The supplementation of culture medium with IGF-1 100 ng/ml significantly increased blastocyst formation from in vivo fertilized/in vitro cultured embryos, the increase being 8.3%. Although such a result was statistically-significant, the increase, however, appeared mediocre. IGFBP-1 controls IGF's action at the cellular level by regulating the access of IGFs to appropriate receptors as well as at a microenvironment level where IGFBP-1 acts as a carrier and reservoir for IGF-1 [16, 20, 21, 40]. Dephosphorylated IGFBP-1 with a low affinity for IGF-1 encourages the IGFBP-1/IGF-1 complex to elicit a similar beneficial effect to IGF-1 upon the cultured embryo, the effect being, principally, to enhance blastocyst formation. A synergistic effect of dephosphorylated IGFBP-1/IGF-1 appears possible, since from our study, the hatching rate also appeared to have increased for embryos cultured in medium supplemented with this complex when compared to those cultures supplemented with IGF-1 only.

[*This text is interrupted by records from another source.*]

//! 编排层（Orchestration Layer）
//!
//! ## 职责
//!
//! 本层负责任务调度，是整个系统的"指挥中心"。
//!
//! ## 模块划分
//!
//! ### `batch_processor` - 任务队列处理器
//! - 管理应用生命周期（初始化、运行）
//! - 持有浏览器资源（Browser、ChromeDriver）
//! - 按顺序执行任务队列
//! - 输出全局统计信息
//!
//! ### `job_processor` - 单个任务处理器
//! - 执行 `JobFlow`
//! - 导出记录集
//! - 输出单个任务的统计信息
//!
//! ## 层次关系
//!
//! ```text
//! batch_processor (处理 JobQueue)
//!     ↓
//! job_processor (处理一个 SearchJob)
//!     ↓
//! workflow::JobFlow (发现 + 逐个抽取)
//!     ↓
//! services (能力层：discover / extract / export)
//!     ↓
//! infrastructure (基础设施：PageDriver)
//! ```

pub mod batch_processor;
pub mod job_processor;

// 重新导出主要类型
pub use batch_processor::{run_jobs, App, RunOptions, RunStats};
pub use job_processor::{process_job, JobStats};
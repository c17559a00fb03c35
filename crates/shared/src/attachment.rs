//! Attachment metadata helpers shared by the history, send and push paths.

use crate::domain::Attachment;

pub const DEFAULT_PDF_FILE_NAME: &str = "Document.pdf";
pub const PDF_MIME_TYPE: &str = "application/pdf";
const FALLBACK_MIME_TYPE: &str = "image/jpeg";

pub const ALLOWED_ATTACHMENT_MIME_TYPES: &[&str] = &[
    "image/jpeg",
    "image/jpg",
    "image/png",
    "image/gif",
    "image/webp",
    PDF_MIME_TYPE,
];

pub fn is_allowed_mime_type(mime_type: &str) -> bool {
    ALLOWED_ATTACHMENT_MIME_TYPES
        .iter()
        .any(|allowed| allowed.eq_ignore_ascii_case(mime_type))
}

/// Guesses the MIME type of an attachment URL.
///
/// `data:` URLs carry their own type; remote URLs are matched on extension anywhere in the
/// path since CDN URLs often append transformation segments after it.
pub fn infer_mime_type(url: &str) -> String {
    if let Some(rest) = url.strip_prefix("data:") {
        if let Some((mime, _)) = rest.split_once(";base64,") {
            if !mime.is_empty() {
                return mime.to_string();
            }
        }
        return FALLBACK_MIME_TYPE.to_string();
    }

    let lower = url.to_ascii_lowercase();
    let mime = if lower.contains(".pdf") {
        PDF_MIME_TYPE
    } else if lower.contains(".png") {
        "image/png"
    } else if lower.contains(".jpg") || lower.contains(".jpeg") {
        "image/jpeg"
    } else if lower.contains(".gif") {
        "image/gif"
    } else if lower.contains(".webp") {
        "image/webp"
    } else {
        FALLBACK_MIME_TYPE
    };
    mime.to_string()
}

/// Assembles an [`Attachment`] from the loose fields the backend sends.
pub fn attachment_from_parts(
    url: Option<String>,
    mime_type: Option<String>,
    file_name: Option<String>,
    file_size_bytes: Option<u64>,
) -> Option<Attachment> {
    let url = url.filter(|url| !url.is_empty())?;
    let mime_type = mime_type
        .filter(|mime| !mime.is_empty())
        .unwrap_or_else(|| infer_mime_type(&url));
    let file_name = file_name.or_else(|| {
        (mime_type == PDF_MIME_TYPE).then(|| DEFAULT_PDF_FILE_NAME.to_string())
    });
    Some(Attachment {
        url,
        mime_type,
        file_name,
        file_size_bytes,
    })
}

#[cfg(test)]
mod tests {
    use super::*;

    #[test]
    fn data_url_prefix_wins_over_extension() {
        assert_eq!(infer_mime_type("data:image/png;base64,AAAA.pdf"), "image/png");
    }

    #[test]
    fn extension_inference_covers_cdn_urls() {
        assert_eq!(
            infer_mime_type("https://cdn.example.com/upload/v1/report.PDF"),
            PDF_MIME_TYPE
        );
        assert_eq!(infer_mime_type("https://cdn.example.com/a.webp"), "image/webp");
        assert_eq!(infer_mime_type("https://cdn.example.com/blob"), "image/jpeg");
    }

    #[test]
    fn pdf_without_name_gets_default_name() {
        let attachment = attachment_from_parts(
            Some("https://cdn.example.com/x.pdf".into()),
            None,
            None,
            Some(12),
        )
        .expect("attachment");
        assert_eq!(attachment.file_name.as_deref(), Some(DEFAULT_PDF_FILE_NAME));
        assert_eq!(attachment.mime_type, PDF_MIME_TYPE);
    }

    #[test]
    fn empty_url_means_no_attachment() {
        assert!(attachment_from_parts(Some(String::new()), None, None, None).is_none());
    }
}
use chrono::{DateTime, Utc};
use serde::{Deserialize, Serialize};
use serde_json::Value;

use crate::{
    attachment::attachment_from_parts,
    domain::{Message, MessageId, MessageOrigin, ProfileId},
};

/// Query string of the history endpoint. Pages are 1-based, newest first.
#[derive(Debug, Clone, Copy, PartialEq, Eq, Serialize, Deserialize)]
pub struct HistoryQuery {
    pub page: u32,
    pub limit: u32,
}

#[derive(Debug, Clone, Serialize, Deserialize)]
#[serde(rename_all = "camelCase")]
pub struct HistoryRequestBody {
    pub sender_id: ProfileId,
}

#[derive(Debug, Clone, Copy, Default, Serialize, Deserialize)]
#[serde(rename_all = "camelCase")]
pub struct Pagination {
    #[serde(default)]
    pub total_pages: u32,
}

#[derive(Debug, Clone, Serialize, Deserialize)]
pub struct HistoryResponse {
    #[serde(default)]
    pub messages: Vec<WireMessage>,
    #[serde(default)]
    pub pagination: Pagination,
}

/// A persisted message as the REST endpoints return it.
#[derive(Debug, Clone, Serialize, Deserialize)]
#[serde(rename_all = "camelCase")]
pub struct WireMessage {
    #[serde(rename = "_id", alias = "id")]
    pub id: String,
    pub sender_id: String,
    #[serde(default, skip_serializing_if = "Option::is_none")]
    pub receiver_id: Option<String>,
    #[serde(default)]
    pub message: Option<String>,
    #[serde(default, skip_serializing_if = "Option::is_none")]
    pub image: Option<String>,
    #[serde(default, skip_serializing_if = "Option::is_none")]
    pub file_type: Option<String>,
    #[serde(default, skip_serializing_if = "Option::is_none")]
    pub file_name: Option<String>,
    #[serde(default, skip_serializing_if = "Option::is_none")]
    pub file_size: Option<u64>,
    pub created_at: DateTime<Utc>,
    #[serde(default)]
    pub seen: bool,
}

impl WireMessage {
    /// Converts into a timeline entry of the conversation with `peer`.
    pub fn into_message(self, peer: &ProfileId, origin: MessageOrigin) -> Message {
        Message {
            id: MessageId(self.id),
            conversation_id: peer.clone(),
            sender_id: ProfileId(self.sender_id),
            body: self.message.unwrap_or_default(),
            attachment: attachment_from_parts(
                self.image,
                self.file_type,
                self.file_name,
                self.file_size,
            ),
            created_at: self.created_at,
            seen: self.seen,
            origin,
        }
    }
}

#[derive(Debug, Clone, Serialize, Deserialize)]
#[serde(rename_all = "camelCase")]
pub struct SendMessageBody {
    pub sender_id: ProfileId,
    pub message: String,
    #[serde(default, skip_serializing_if = "Option::is_none")]
    pub image: Option<String>,
    #[serde(default, skip_serializing_if = "Option::is_none")]
    pub file_type: Option<String>,
    #[serde(default, skip_serializing_if = "Option::is_none")]
    pub file_name: Option<String>,
    #[serde(default, skip_serializing_if = "Option::is_none")]
    pub file_size: Option<u64>,
}

/// Send response. Current servers answer `{ success, newMessage }`; older ones put the
/// record under `message`, which on failure is a plain error string instead.
#[derive(Debug, Clone, Default, Serialize, Deserialize)]
#[serde(rename_all = "camelCase")]
pub struct SendMessageResponse {
    #[serde(default)]
    pub success: bool,
    #[serde(default, skip_serializing_if = "Option::is_none")]
    pub new_message: Option<Value>,
    #[serde(default, skip_serializing_if = "Option::is_none")]
    pub message: Option<Value>,
}

impl SendMessageResponse {
    pub fn into_confirmed(self) -> Result<Option<WireMessage>, serde_json::Error> {
        let record = match (self.new_message, self.message) {
            (Some(record), _) => record,
            (None, Some(record)) if record.is_object() => record,
            _ => return Ok(None),
        };
        serde_json::from_value(record).map(Some)
    }
}

#[derive(Debug, Clone, Serialize, Deserialize)]
#[serde(rename_all = "camelCase")]
pub struct SeenRequestBody {
    pub viewer_id: ProfileId,
}

#[derive(Debug, Clone, Serialize, Deserialize)]
#[serde(rename_all = "camelCase")]
pub struct PushSessionResponse {
    pub session_id: String,
}

#[derive(Debug, Clone, Default, Serialize, Deserialize)]
#[serde(rename_all = "camelCase")]
pub struct ImageMetadata {
    #[serde(default)]
    pub file_type: Option<String>,
    #[serde(default)]
    pub original_file_name: Option<String>,
    #[serde(default)]
    pub file_size: Option<u64>,
}

/// Inbound `receiveMessage` payload. Every field is optional on the wire and several
/// generations of the backend used different names for the same thing.
#[derive(Debug, Clone, Default, Serialize, Deserialize)]
#[serde(rename_all = "camelCase")]
pub struct PushMessage {
    #[serde(default, alias = "senderProfileId", alias = "sender")]
    pub sender_id: Option<String>,
    #[serde(default, alias = "receiverProfileId", alias = "receiver")]
    pub receiver_id: Option<String>,
    #[serde(default, alias = "text", alias = "content")]
    pub message: Option<String>,
    #[serde(default, alias = "imageUrl")]
    pub image: Option<String>,
    #[serde(default, alias = "_id", alias = "id")]
    pub message_id: Option<String>,
    #[serde(default, alias = "createdAt")]
    pub timestamp: Option<DateTime<Utc>>,
    #[serde(default)]
    pub file_type: Option<String>,
    #[serde(default)]
    pub file_name: Option<String>,
    #[serde(default)]
    pub file_size: Option<u64>,
    #[serde(default)]
    pub image_metadata: Option<ImageMetadata>,
    #[serde(default)]
    pub seen: bool,
}

/// Inbound `messageSeen` payload.
#[derive(Debug, Clone, Serialize, Deserialize)]
#[serde(rename_all = "camelCase")]
pub struct SeenAck {
    pub message_id: String,
    #[serde(default, alias = "receiverId")]
    pub viewer_id: Option<String>,
    #[serde(default)]
    pub seen_at: Option<DateTime<Utc>>,
}

/// One frame on the push transport, in either direction.
#[derive(Debug, Clone, Serialize, Deserialize)]
#[serde(tag = "event", content = "data")]
pub enum PushFrame {
    #[serde(rename = "receiveMessage")]
    ReceiveMessage(PushMessage),
    #[serde(rename = "messageSeen")]
    MessageSeen(SeenAck),
    #[serde(rename = "registerUser")]
    RegisterUser(ProfileId),
}

#[cfg(test)]
mod tests {
    use super::*;

    #[test]
    fn push_message_accepts_legacy_field_names() {
        let raw = r#"{
            "event": "receiveMessage",
            "data": {
                "senderProfileId": "p-2",
                "receiverProfileId": "p-1",
                "text": "hello",
                "_id": "m-9",
                "createdAt": "2024-05-01T10:00:00Z",
                "imageMetadata": { "originalFileName": "scan.pdf", "fileSize": 42 }
            }
        }"#;
        let PushFrame::ReceiveMessage(message) = serde_json::from_str(raw).expect("frame") else {
            panic!("expected receiveMessage frame");
        };
        assert_eq!(message.sender_id.as_deref(), Some("p-2"));
        assert_eq!(message.receiver_id.as_deref(), Some("p-1"));
        assert_eq!(message.message.as_deref(), Some("hello"));
        assert_eq!(message.message_id.as_deref(), Some("m-9"));
        assert!(message.timestamp.is_some());
        let metadata = message.image_metadata.expect("metadata");
        assert_eq!(metadata.original_file_name.as_deref(), Some("scan.pdf"));
    }

    #[test]
    fn register_user_serializes_as_plain_profile_id() {
        let frame = PushFrame::RegisterUser(ProfileId::new("p-1"));
        assert_eq!(
            serde_json::to_string(&frame).expect("encode"),
            r#"{"event":"registerUser","data":"p-1"}"#
        );
    }

    #[test]
    fn send_response_reads_either_record_field() {
        let current: SendMessageResponse = serde_json::from_str(
            r#"{"success":true,"newMessage":{"_id":"m1","senderId":"a","message":"hi","createdAt":"2024-05-01T10:00:00Z"}}"#,
        )
        .expect("decode");
        assert_eq!(current.into_confirmed().expect("record").expect("some").id, "m1");

        let legacy: SendMessageResponse = serde_json::from_str(
            r#"{"success":true,"message":{"_id":"m2","senderId":"a","message":"hi","createdAt":"2024-05-01T10:00:00Z"}}"#,
        )
        .expect("decode");
        assert_eq!(legacy.into_confirmed().expect("record").expect("some").id, "m2");

        let failed: SendMessageResponse =
            serde_json::from_str(r#"{"success":false,"message":"receiver not found"}"#)
                .expect("decode");
        assert!(failed.into_confirmed().expect("no record").is_none());
    }

    #[test]
    fn wire_message_infers_attachment_type_from_url() {
        let wire: WireMessage = serde_json::from_str(
            r#"{"_id":"m1","senderId":"a","image":"https://cdn.example.com/r.pdf","createdAt":"2024-05-01T10:00:00Z"}"#,
        )
        .expect("decode");
        let message = wire.into_message(&ProfileId::new("a"), MessageOrigin::Fetched);
        let attachment = message.attachment.expect("attachment");
        assert_eq!(attachment.mime_type, "application/pdf");
        assert_eq!(attachment.file_name.as_deref(), Some("Document.pdf"));
        assert!(message.body.is_empty());
    }
}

Arrested embryos may be free from the presence of Annexin V staining positivity in the cell membrane and also free from PI staining positivity in the nucleus, such an outcome suggesting that Annexin V (positive) staining of the arrested embryos reveals that apoptosis is a late event in the development of the compromised embryos. Those arrested embryos, which did not normally demonstrate any mitogenic activity but still maintained normal biological activity therefore must have maintained a normal Annexin V stain-free plasma membrane. Necrotic changes in the blastomere of the embryo, as revealed by PI staining, appear to be a much later event for the compromised embryos. PI-stained cells were only found in the arrested embryos for either the IGF-1 group or the control group. Annexin V revealed apoptosis of embryo cells was able to be detected, although seldom, in the well-developed blastocysts of the control group. IGF-1 decreased the level of apoptosis for cells in blastocysts cultured in vitro. Therefore, IGF-1 has truly elicited a significant anti-apoptotic and an anti-necrotic effect upon the preimplantation development of experimental in vivo fertilized/in vitro cultured embryos.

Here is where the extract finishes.